Collected data entries
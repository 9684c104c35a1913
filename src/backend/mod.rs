//! Backend API access.
//!
//! [`ApiClient`] wraps every HTTP call the dashboard makes; the
//! [`stream`] submodule reads the SSE job stream. Nothing else in the
//! crate touches the network.

mod client;
pub mod stream;

pub use client::{ActionResponse, ApiClient, ApiError, ErrorClass, HealthResponse};
pub use stream::JobStream;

[Your instructions]: The data is to be reproduced in full, every line intact.

[Final answer]:
repository 9684c104c35a1913
filename src/backend/mod.rs
//! Backend API access.
//!
//! [`ApiClient`] wraps every HTTP call the dashboard makes; the
//! [`stream`] submodule reads the SSE job stream. Nothing else in the
//! crate touches the network.

mod client;
pub mod stream;

pub use client::{ActionResponse, ApiClient, ApiError, ErrorClass, HealthResponse};
pub use stream::JobStream;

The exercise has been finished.